Your goal: Count the lines below holding "this" and answer with that number only.

Segment Start: Recorded data

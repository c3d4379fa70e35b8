//! Persisted embedding records and search results.

use serde::{Deserialize, Serialize};

use crate::domain::knowledge::KnowledgeEntry;

/// Display fields carried alongside each vector so query results need no
/// knowledge-base join.
#[derive(Debug, Clone, PartialEq, Eq, Serialize, Deserialize)]
pub struct EntryPayload {
    pub service: String,
    pub category: String,
    pub question: String,
    pub answer: String,
}

impl From<&KnowledgeEntry> for EntryPayload {
    fn from(entry: &KnowledgeEntry) -> Self {
        Self {
            service: entry.service.clone(),
            category: entry.category.clone(),
            question: entry.question.clone(),
            answer: entry.answer.clone(),
        }
    }
}

/// Derived artifact persisted in the vector index, one per entry.
///
/// `composite_text` is stored so a re-ingestion can compare what was
/// actually embedded; staleness detection itself is count-based only.
#[derive(Debug, Clone, PartialEq, Serialize, Deserialize)]
pub struct EmbeddingRecord {
    pub entry_id: String,
    pub vector: Vec<f32>,
    pub composite_text: String,
    pub payload: EntryPayload,
}

impl EmbeddingRecord {
    /// Pairs an entry with its embedding vector.
    pub fn new(entry: &KnowledgeEntry, vector: Vec<f32>) -> Self {
        Self {
            entry_id: entry.id.clone(),
            vector,
            composite_text: entry.composite_text(),
            payload: EntryPayload::from(entry),
        }
    }
}

/// One ranked search result with a normalized similarity score.
#[derive(Debug, Clone, PartialEq, Serialize)]
pub struct SearchHit {
    pub id: String,
    pub service: String,
    pub category: String,
    pub question: String,
    pub answer: String,
    /// Similarity in [0, 1], rounded to 4 decimal places. 1.0 means
    /// identical under cosine distance, 0.0 maximally dissimilar.
    pub score: f64,
}

#[cfg(test)]
mod tests {
    use super::*;

    #[test]
    fn record_captures_composite_text_and_payload() {
        let entry = KnowledgeEntry {
            id: "login_001".to_string(),
            service: "Login".to_string(),
            category: "Login".to_string(),
            question: "How?".to_string(),
            answer: "Like this.".to_string(),
            keywords: vec!["login".to_string()],
        };

        let record = EmbeddingRecord::new(&entry, vec![0.1, 0.2]);

        assert_eq!(record.entry_id, "login_001");
        assert_eq!(record.composite_text, entry.composite_text());
        assert_eq!(record.payload.answer, "Like this.");
        assert_eq!(record.vector, vec![0.1, 0.2]);
    }
}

Segment End: Recorded data

Answer box: 2